BURNLEY, England -- Confusion still reigns in the court of King Louis. Having gained just two Premier League points from an available nine, Louis van Gaal must face down accusations of employing system over substance. His 3-5-2 -- or more properly, his 3-4-1-2 -- at Burnley has so far lent United an image of teetering uncertainty. The day when fluency finally arrives seems distant. Three months, said van Gaal on Friday, though he has mentioned a year as a timescale for his ambitions being realised.
Are Manchester United gripped by a World Cup hangover? Van Gaal is hell-bent on repeating the tricks that took his Dutch team to third place in Brazil with a squad that currently looks entirely unsuited to such an approach. Wayne Rooney and Robin van Persie shuffled around each other like perfect strangers. Goalless it ended.
"At this moment, it is certainly not," van Gaal replied when asked how far off being world class his team of purportedly world-class players were. "But we have to wait and believe in it that it shall happen. You shall see."
Angel Di Maria, all 60 million pounds of him, was a shadow of the player he was in Brazil, and even more so of the virulent force who won the Champions League final's man-of-the-match award in Lisbon back in May from Sir Alex Ferguson, an interested spectator in the Bob Lord Stand on Saturday.
"It was not the world class player we have seen in Madrid," van Gaal said of the Argentinian. "You cannot expect that because he has to adapt to the English culture and his fellow players. And the fellow players have to adapt to his way of playing."

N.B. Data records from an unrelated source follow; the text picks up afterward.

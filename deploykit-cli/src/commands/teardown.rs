//! Teardown command - Delete every resource a deployment recorded
//!
//! Usage: deploykit teardown [--config config.yaml] [--report PATH] [--force] [--dry-run]
//!
//! Resources are taken from the deployment report, never guessed from
//! names. Without `--report` the latest run under the output directory is
//! used.

use std::path::PathBuf;
use std::sync::Arc;

use anyhow::Context;
use clap::Args;
use deploykit::config::{Credentials, DeployConfig};
use deploykit::events::LoggingEventSink;
use deploykit::observability::WideEventEmitter;
use deploykit::pipeline::{
    resolve_report_path, DeploymentReport, TeardownMode, TeardownPipeline, TeardownReport,
    TeardownTarget, EXIT_SUCCESS,
};
use deploykit::tools::{ExecEnv, Kubectl};
use tracing::info;

use crate::exo::ExoCli;
use crate::prompt;

/// Delete the resources recorded in a deployment report
#[derive(Args, Debug)]
pub struct TeardownArgs {
    /// Path to the deployment config YAML
    #[arg(short, long, default_value = "config.yaml")]
    pub config: PathBuf,

    /// Deployment report to tear down (defaults to the latest run)
    #[arg(short, long)]
    pub report: Option<PathBuf>,

    /// Skip the confirmation prompt
    #[arg(short, long)]
    pub force: bool,

    /// Show what would be deleted without deleting anything
    #[arg(long)]
    pub dry_run: bool,
}

fn describe_targets(targets: &[TeardownTarget]) -> String {
    targets
        .iter()
        .map(|t| {
            let state = if t.present { "present" } else { "already gone" };
            format!("  {:<36} {:<28} {state}", t.resource.to_string(), t.name)
        })
        .collect::<Vec<_>>()
        .join("\n")
}

/// Renders the outcome of a teardown, worded for its mode.
pub fn describe_outcome(report: &TeardownReport) -> String {
    match (report.mode, report.success) {
        (TeardownMode::DryRun, _) => format!(
            "DRY RUN: would delete {} resource(s); nothing was deleted.",
            report.planned().len()
        ),
        (TeardownMode::Execute, true) => {
            "Teardown complete: every recorded resource is gone.".to_string()
        }
        (TeardownMode::Execute, false) => {
            let mut lines = vec![format!(
                "Teardown incomplete: {} step(s) failed, {} resource(s) remain.",
                report.errors().len(),
                report.remaining.len()
            )];
            lines.extend(report.errors().into_iter().map(|e| format!("  error: {e}")));
            lines.extend(
                report
                    .remaining
                    .iter()
                    .map(|r| format!("  remaining: {r} (delete it manually in the provider console)")),
            );
            lines.join("\n")
        }
    }
}

pub async fn run(args: TeardownArgs) -> anyhow::Result<i32> {
    let config = DeployConfig::load(&args.config)
        .with_context(|| format!("failed to load config {}", args.config.display()))?;
    let credentials = Credentials::from_env().context("failed to read credentials")?;

    let report_path = resolve_report_path(args.report.as_deref(), &config.output_dir)
        .context("no deployment report to tear down")?;
    let deployment = DeploymentReport::load(&report_path)
        .with_context(|| format!("failed to read report {}", report_path.display()))?;
    info!(report = %report_path.display(), run_id = %deployment.context.run_id(), "loaded deployment report");

    let cloud = ExoCli::new(&config.search_path, &credentials.cloud);
    let kubectl = Kubectl::new();
    let sink = Arc::new(LoggingEventSink::default());
    let pipeline = TeardownPipeline::new(
        &cloud,
        &kubectl,
        config.policy,
        ExecEnv::new(&config.search_path).with_inherited("HOME"),
    )
    .with_event_sink(sink.clone());

    let targets = pipeline.discover(&deployment).await;
    println!(
        "\nResources recorded by run {} ({}):\n{}",
        deployment.context.run_id(),
        report_path.display(),
        describe_targets(&targets)
    );

    let mode = if args.dry_run {
        TeardownMode::DryRun
    } else {
        TeardownMode::Execute
    };
    let anything_present = targets.iter().any(|t| t.present);
    if mode == TeardownMode::Execute && !anything_present {
        println!("\nNothing to delete; every recorded resource is already gone.");
    }
    if mode == TeardownMode::Execute
        && anything_present
        && !args.force
        && !prompt::confirm("Delete these resources? This cannot be undone.")?
    {
        println!("Teardown cancelled.");
        return Ok(EXIT_SUCCESS);
    }

    let teardown = pipeline
        .run_with_targets(&deployment, &report_path, mode, targets)
        .await;
    WideEventEmitter::new()
        .emit_teardown(sink.as_ref(), &teardown)
        .await;

    if mode == TeardownMode::Execute {
        let written = teardown
            .write(&config.output_dir)
            .await
            .context("failed to write teardown report")?;
        println!("\nTeardown report: {}", written.display());
    }
    println!("\n{}", describe_outcome(&teardown));
    Ok(teardown.exit_code())
}

#[cfg(test)]
mod tests {
    use super::*;
    use chrono::Utc;
    use deploykit::clients::CloudResource;

    fn report(mode: TeardownMode, success: bool, remaining: Vec<CloudResource>) -> TeardownReport {
        TeardownReport {
            source_report: PathBuf::from("outputs/run/deployment_report.json"),
            deployment_run_id: uuid::Uuid::nil(),
            started_at: Utc::now(),
            mode,
            namespace: "acme".to_string(),
            targets: vec![TeardownTarget {
                resource: CloudResource::SecurityGroup {
                    id: "sg-1".to_string(),
                },
                name: "acme-sg".to_string(),
                present: true,
            }],
            steps: Vec::new(),
            remaining,
            success,
        }
    }

    #[test]
    fn test_dry_run_wording() {
        let text = describe_outcome(&report(TeardownMode::DryRun, true, Vec::new()));
        assert!(text.starts_with("DRY RUN"));
        assert!(text.contains("1 resource(s)"));
    }

    #[test]
    fn test_targets_listing_names_load_balancers() {
        let targets = vec![
            TeardownTarget {
                resource: CloudResource::LoadBalancer {
                    id: "lb-1".to_string(),
                },
                name: "web-nlb".to_string(),
                present: true,
            },
            TeardownTarget {
                resource: CloudResource::Cluster {
                    id: "c-1".to_string(),
                },
                name: "acme".to_string(),
                present: false,
            },
        ];
        let lines: Vec<String> = describe_targets(&targets).lines().map(str::to_string).collect();
        assert!(lines[0].contains("load balancer lb-1") && lines[0].contains("web-nlb"));
        assert!(lines[0].ends_with("present"));
        assert!(lines[1].ends_with("already gone"));
    }

    #[test]
    fn test_destructive_failure_wording() {
        let sg = CloudResource::SecurityGroup {
            id: "sg-1".to_string(),
        };
        let text = describe_outcome(&report(TeardownMode::Execute, false, vec![sg]));
        assert!(text.starts_with("Teardown incomplete"));
        assert!(text.contains("remaining: security group sg-1"));
    }
}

Yet even at reduced capacity, Di Maria was still United's greatest threat. Though Burnley's agile and eager midfield closed him down in numbers, there were moments when his running threatened to take the pitched battle into open territory. Two incisive passes set up chances that van Persie and Juan Mata failed to profit from. Both players' performances were hugely below his level; Rooney's was lower still.

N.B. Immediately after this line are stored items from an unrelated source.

//! Container image registry capability.

use crate::config::RegistryCredentials;
use crate::errors::Result;
use async_trait::async_trait;
#[cfg(test)]
use mockall::automock;
use serde::{Deserialize, Serialize};
use std::collections::BTreeMap;
use std::fmt;
use std::path::PathBuf;

/// A tagged image in a repository.
#[derive(Debug, Clone, PartialEq, Eq, Hash, Serialize, Deserialize)]
pub struct ImageRef {
    /// Repository, e.g. `acme/web`.
    pub repository: String,
    /// Tag, e.g. `1.2.0`.
    pub tag: String,
    /// Local image id, once built.
    #[serde(default, skip_serializing_if = "Option::is_none")]
    pub image_id: Option<String>,
}

impl ImageRef {
    /// Creates an image reference.
    #[must_use]
    pub fn new(repository: impl Into<String>, tag: impl Into<String>) -> Self {
        Self {
            repository: repository.into(),
            tag: tag.into(),
            image_id: None,
        }
    }

    /// Returns the same repository with another tag.
    #[must_use]
    pub fn retagged(&self, tag: impl Into<String>) -> Self {
        Self {
            repository: self.repository.clone(),
            tag: tag.into(),
            image_id: self.image_id.clone(),
        }
    }

    /// Records the local image id.
    #[must_use]
    pub fn with_image_id(mut self, image_id: impl Into<String>) -> Self {
        self.image_id = Some(image_id.into());
        self
    }
}

impl fmt::Display for ImageRef {
    fn fmt(&self, f: &mut fmt::Formatter<'_>) -> fmt::Result {
        write!(f, "{}:{}", self.repository, self.tag)
    }
}

/// Build inputs.
#[derive(Debug, Clone, PartialEq, Eq)]
pub struct BuildContext {
    /// Context directory.
    pub context_dir: PathBuf,
    /// Dockerfile.
    pub dockerfile: PathBuf,
    /// Target platform.
    pub platform: String,
    /// Additional tags applied to the same image.
    pub extra_tags: Vec<String>,
    /// Image labels.
    pub labels: BTreeMap<String, String>,
    /// Build arguments.
    pub build_args: BTreeMap<String, String>,
}

/// Builds, authenticates against and pushes to an image registry.
#[cfg_attr(test, automock)]
#[async_trait]
pub trait ImageRegistry: Send + Sync {
    /// Builds `image` from `context` and returns it with its local id.
    async fn build(&self, context: &BuildContext, image: &ImageRef) -> Result<ImageRef>;

    /// Authenticates against the registry.
    async fn login(&self, credentials: &RegistryCredentials) -> Result<()>;

    /// Pushes one tag.
    async fn push(&self, image: &ImageRef) -> Result<()>;
}

#[cfg(test)]
mod tests {
    use super::*;

    #[test]
    fn test_image_ref_display_and_retag() {
        let image = ImageRef::new("acme/web", "1.2.0").with_image_id("sha256:abc");
        assert_eq!(image.to_string(), "acme/web:1.2.0");

        let latest = image.retagged("latest");
        assert_eq!(latest.to_string(), "acme/web:latest");
        assert_eq!(latest.image_id.as_deref(), Some("sha256:abc"));
    }
}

In a squad of players struggling with the system, Rooney's instinct to track back and get involved has been neutered. He looks a reduced force as a result, though several of his colleagues might empathise.
Once Di Maria had been withdrawn for Anderson having taken a kick to the calf, creativity dried up. United piled on territorial pressure, but Burnley held them at bay with ease, while away fans suffered jangled nerves as Phil Jones and Jonny Evans, indoctrinated since childhood with playing in a flat back four, showed visible signs of their struggles with now having to be part of a three.

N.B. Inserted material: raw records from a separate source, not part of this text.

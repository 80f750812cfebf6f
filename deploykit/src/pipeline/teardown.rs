//! Teardown of a recorded deployment.
//!
//! Targets come only from what a deployment report recorded: ids for created
//! resources, names for the load balancers its Services requested. Deletion
//! runs dependents first: the workload namespace, any load balancer still
//! holding the node pool, the node pool, the cluster, a settle pause, then the
//! security group. A failed step is recorded and the remaining steps still run.

use super::report::{DeploymentReport, TeardownMode, TeardownReport, TeardownTarget};
use crate::clients::{CloudApi, CloudResource, KubeApi};
use crate::config::Policies;
use crate::core::{StageResult, StageStatus, TeardownStep};
use crate::errors::{CloudError, DeployError, Result};
use crate::events::{EventSink, NoOpEventSink, STAGE_COMPLETED, STAGE_FAILED, STAGE_STARTED};
use crate::polling::LockRetry;
use crate::tools::{ExecEnv, KubeAccess};
use chrono::Utc;
use serde_json::json;
use std::path::{Path, PathBuf};
use std::sync::Arc;
use tokio::time::Instant;
use tracing::{error, info, info_span, warn, Instrument};

/// What a teardown step did when it did not fail.
#[derive(Debug)]
struct StepDone {
    status: StageStatus,
    message: Option<String>,
    retries: u32,
}

impl StepDone {
    fn success() -> Self {
        Self {
            status: StageStatus::Success,
            message: None,
            retries: 0,
        }
    }

    fn skipped(reason: impl Into<String>) -> Self {
        Self {
            status: StageStatus::Skipped,
            message: Some(reason.into()),
            retries: 0,
        }
    }

    /// A failure that still carries the retries spent on it.
    fn failed(err: &DeployError, retries: u32) -> Self {
        Self {
            status: StageStatus::Failed,
            message: Some(err.to_string()),
            retries,
        }
    }
}

/// Deletes the resources a deployment report recorded.
pub struct TeardownPipeline<'a> {
    cloud: &'a dyn CloudApi,
    kube: &'a dyn KubeApi,
    policy: Policies,
    env: ExecEnv,
    events: Arc<dyn EventSink>,
}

Both players struggle with the great distances that the new tactics place between them. Often out on the right, Evans looked a fish out of water as an auxiliary right-back, which his new role forced him to be. Ashley Young as an inverted wing-back, coming from the left on his right foot, looks yet odder.
Van Gaal, meanwhile, admitted the problems that the World Cup has caused him when explaining van Persie's visible lack of sharpness.
"When you play 60 minutes in his first game and 70 minutes in his second game, then you build up as a coach," he said. "You have to build up players in the season because of the World championship. That's also a pity, but we have to do that or otherwise he's never fit."
United's manager never mentions his own lack of a good break, a chance to generate fresh ideas and regroup. He arrived in Manchester straight from the final weekend of the World Cup, and his stubborn sticking to his Dutch masterplan is currently causing visible abrasions among a group unused to being adaptable. Daley Blind, for whom a deal is agreed with Ajax, will arrive as a player almost alone in being used to 3-5-2, or variations thereof. Currently only van Gaal appears to know why things are happening the way they are.
"He [Blind] shall come to Manchester to have his medicals, and maybe we have a new player," said van Gaal, who remains hopeful that Marcos Rojo's red-tape no-go is sorted soon. Luke Shaw's earlier arrival means that he may have three defensively adept left-sided players to call on, though van Gaal wryly suggested all can play together in the same team.
"Yes, that's very smart of the manager, I think," he said, though the self-aggrandisement stopped when he considered his team's lack of goal power.
"In the games we played earlier, we didn't give a lot of chances away, but we have to create more chances and today we have created chances to score and that is where we have failed. The progress is there, but you have to win. A club like Manchester United have to win. When you have two points [out of] nine, that is not good enough, and that is disappointing."
Progress has been as slow as United currently move the ball. Van Gaal is not for turning, however. "I have to repeat myself," said van Gaal, bemused and amused by the circular questioning of the English media. "I think everybody is tired of me."
He spoke as if realising that unless results arrive, his novelty will soon wear wafer thin.